About this task:
Transcribe exactly the lines that begin the material and continue through the line containing "Int64 | 1, 2, 4, 8". Leave out whatever follows.

Information provided:
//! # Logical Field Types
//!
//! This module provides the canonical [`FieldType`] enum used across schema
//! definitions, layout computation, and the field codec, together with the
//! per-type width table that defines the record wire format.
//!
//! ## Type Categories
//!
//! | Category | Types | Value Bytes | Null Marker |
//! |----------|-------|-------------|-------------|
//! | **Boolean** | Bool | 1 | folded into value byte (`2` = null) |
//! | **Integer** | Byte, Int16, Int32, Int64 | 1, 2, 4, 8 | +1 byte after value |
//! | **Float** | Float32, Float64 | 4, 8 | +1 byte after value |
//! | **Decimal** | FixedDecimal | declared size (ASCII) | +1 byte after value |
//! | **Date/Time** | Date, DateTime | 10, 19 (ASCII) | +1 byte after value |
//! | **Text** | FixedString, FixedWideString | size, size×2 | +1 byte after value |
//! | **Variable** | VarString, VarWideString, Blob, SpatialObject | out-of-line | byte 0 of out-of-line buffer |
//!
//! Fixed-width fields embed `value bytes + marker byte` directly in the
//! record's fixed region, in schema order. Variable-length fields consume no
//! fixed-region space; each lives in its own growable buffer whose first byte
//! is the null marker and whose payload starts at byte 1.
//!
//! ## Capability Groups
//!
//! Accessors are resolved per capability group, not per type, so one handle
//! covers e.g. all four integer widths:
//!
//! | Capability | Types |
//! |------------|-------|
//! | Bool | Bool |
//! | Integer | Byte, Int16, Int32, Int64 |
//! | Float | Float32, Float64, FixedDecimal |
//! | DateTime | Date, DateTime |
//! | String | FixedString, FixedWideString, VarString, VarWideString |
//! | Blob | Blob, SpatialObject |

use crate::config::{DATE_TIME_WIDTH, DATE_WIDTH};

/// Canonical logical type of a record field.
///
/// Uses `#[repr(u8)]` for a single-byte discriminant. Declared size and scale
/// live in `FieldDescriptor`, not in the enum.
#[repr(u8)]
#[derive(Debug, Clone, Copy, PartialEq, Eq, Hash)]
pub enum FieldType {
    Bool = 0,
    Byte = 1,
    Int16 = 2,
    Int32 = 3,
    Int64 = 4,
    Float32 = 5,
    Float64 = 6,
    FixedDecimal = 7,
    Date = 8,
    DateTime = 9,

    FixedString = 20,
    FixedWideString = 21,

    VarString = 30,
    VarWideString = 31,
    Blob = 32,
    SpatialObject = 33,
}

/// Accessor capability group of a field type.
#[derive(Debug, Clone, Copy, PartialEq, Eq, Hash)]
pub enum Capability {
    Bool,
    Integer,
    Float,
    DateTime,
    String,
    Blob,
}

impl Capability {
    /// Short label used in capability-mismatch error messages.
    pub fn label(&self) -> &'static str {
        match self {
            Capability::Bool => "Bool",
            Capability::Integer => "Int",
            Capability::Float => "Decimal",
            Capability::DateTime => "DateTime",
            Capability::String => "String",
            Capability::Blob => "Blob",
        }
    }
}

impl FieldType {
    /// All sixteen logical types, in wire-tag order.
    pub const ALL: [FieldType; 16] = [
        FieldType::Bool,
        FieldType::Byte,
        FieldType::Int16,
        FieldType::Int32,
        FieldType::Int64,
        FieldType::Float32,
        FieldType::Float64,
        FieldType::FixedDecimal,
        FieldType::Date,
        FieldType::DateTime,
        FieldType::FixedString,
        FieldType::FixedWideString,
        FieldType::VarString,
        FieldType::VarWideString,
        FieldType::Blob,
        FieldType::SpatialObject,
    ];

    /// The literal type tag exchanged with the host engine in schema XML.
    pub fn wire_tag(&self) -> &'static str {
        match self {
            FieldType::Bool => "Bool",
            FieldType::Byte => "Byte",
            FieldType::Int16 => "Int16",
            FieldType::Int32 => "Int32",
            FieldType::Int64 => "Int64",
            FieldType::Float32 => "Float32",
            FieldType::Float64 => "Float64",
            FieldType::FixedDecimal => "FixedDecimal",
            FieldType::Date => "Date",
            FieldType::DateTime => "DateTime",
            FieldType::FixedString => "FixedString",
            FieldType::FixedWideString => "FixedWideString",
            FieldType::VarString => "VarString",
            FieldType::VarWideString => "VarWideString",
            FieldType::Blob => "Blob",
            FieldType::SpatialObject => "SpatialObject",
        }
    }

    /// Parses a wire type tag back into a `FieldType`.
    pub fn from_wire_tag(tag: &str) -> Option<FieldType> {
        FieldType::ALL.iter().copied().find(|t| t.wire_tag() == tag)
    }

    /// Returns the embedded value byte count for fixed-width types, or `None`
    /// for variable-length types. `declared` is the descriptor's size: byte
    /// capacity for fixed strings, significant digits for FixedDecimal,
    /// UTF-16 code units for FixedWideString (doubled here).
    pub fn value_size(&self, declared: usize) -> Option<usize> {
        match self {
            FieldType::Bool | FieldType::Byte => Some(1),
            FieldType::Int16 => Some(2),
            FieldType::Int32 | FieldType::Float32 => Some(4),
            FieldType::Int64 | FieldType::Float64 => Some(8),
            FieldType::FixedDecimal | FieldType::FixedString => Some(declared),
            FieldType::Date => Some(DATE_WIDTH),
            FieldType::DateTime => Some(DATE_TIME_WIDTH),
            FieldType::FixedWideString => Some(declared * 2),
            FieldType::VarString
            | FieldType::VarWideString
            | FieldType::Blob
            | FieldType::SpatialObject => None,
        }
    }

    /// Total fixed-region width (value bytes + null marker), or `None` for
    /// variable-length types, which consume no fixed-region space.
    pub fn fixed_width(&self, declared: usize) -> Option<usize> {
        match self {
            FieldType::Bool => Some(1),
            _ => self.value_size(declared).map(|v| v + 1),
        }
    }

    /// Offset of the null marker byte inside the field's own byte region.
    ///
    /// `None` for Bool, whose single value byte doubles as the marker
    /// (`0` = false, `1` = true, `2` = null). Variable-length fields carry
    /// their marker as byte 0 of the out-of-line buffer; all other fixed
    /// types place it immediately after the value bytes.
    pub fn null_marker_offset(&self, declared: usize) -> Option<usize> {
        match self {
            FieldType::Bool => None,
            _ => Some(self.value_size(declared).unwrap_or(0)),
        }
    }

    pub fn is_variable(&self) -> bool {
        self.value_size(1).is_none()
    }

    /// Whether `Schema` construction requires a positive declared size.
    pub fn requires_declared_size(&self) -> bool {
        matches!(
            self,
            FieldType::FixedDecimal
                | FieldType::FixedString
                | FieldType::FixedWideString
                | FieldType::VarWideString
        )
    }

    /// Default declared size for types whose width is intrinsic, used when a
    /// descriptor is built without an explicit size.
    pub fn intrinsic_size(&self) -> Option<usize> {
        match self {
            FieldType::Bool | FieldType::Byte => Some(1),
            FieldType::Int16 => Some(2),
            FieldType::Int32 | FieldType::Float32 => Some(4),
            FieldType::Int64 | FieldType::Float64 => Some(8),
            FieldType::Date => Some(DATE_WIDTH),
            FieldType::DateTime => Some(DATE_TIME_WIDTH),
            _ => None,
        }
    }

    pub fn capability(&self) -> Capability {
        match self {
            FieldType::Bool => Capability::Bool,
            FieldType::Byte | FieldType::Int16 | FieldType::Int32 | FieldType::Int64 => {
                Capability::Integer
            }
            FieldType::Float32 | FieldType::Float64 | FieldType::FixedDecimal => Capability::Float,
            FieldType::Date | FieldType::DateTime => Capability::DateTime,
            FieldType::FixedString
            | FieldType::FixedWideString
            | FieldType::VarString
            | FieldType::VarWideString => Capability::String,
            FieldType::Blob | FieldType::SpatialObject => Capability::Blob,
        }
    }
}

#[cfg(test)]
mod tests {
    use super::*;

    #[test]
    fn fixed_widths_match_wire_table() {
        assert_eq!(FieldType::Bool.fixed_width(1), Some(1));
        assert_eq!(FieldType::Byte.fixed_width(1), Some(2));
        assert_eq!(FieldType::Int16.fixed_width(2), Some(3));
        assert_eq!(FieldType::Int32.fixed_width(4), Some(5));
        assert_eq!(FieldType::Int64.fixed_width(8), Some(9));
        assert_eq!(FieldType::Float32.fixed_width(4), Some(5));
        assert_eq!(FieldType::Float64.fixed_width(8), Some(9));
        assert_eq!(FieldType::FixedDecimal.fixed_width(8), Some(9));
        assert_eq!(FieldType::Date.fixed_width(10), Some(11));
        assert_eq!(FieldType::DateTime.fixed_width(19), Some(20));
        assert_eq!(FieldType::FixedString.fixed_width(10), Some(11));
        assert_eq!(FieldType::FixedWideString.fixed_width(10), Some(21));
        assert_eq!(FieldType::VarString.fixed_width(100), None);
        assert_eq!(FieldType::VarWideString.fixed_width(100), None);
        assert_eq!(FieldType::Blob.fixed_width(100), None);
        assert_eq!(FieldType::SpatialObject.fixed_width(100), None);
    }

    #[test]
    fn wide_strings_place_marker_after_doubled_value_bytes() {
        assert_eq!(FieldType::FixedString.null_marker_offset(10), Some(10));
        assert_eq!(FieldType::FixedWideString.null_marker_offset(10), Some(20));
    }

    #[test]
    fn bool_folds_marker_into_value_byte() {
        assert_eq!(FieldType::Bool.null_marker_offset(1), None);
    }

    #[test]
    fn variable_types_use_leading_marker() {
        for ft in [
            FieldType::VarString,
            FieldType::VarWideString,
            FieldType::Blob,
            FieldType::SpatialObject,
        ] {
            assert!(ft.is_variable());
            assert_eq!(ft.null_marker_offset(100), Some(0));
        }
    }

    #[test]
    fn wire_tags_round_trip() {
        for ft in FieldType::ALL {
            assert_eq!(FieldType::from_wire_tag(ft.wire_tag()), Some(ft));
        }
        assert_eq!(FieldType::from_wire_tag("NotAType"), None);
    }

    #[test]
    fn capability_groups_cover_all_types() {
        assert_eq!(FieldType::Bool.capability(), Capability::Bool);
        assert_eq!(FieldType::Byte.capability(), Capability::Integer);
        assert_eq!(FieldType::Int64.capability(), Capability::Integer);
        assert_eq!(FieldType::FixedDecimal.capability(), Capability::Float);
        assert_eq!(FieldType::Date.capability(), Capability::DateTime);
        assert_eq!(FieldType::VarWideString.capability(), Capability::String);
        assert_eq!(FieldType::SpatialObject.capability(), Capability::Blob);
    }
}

Result:
//! # Logical Field Types
//!
//! This module provides the canonical [`FieldType`] enum used across schema
//! definitions, layout computation, and the field codec, together with the
//! per-type width table that defines the record wire format.
//!
//! ## Type Categories
//!
//! | Category | Types | Value Bytes | Null Marker |
//! |----------|-------|-------------|-------------|
//! | **Boolean** | Bool | 1 | folded into value byte (`2` = null) |
//! | **Integer** | Byte, Int16, Int32, Int64 | 1, 2, 4, 8 | +1 byte after value |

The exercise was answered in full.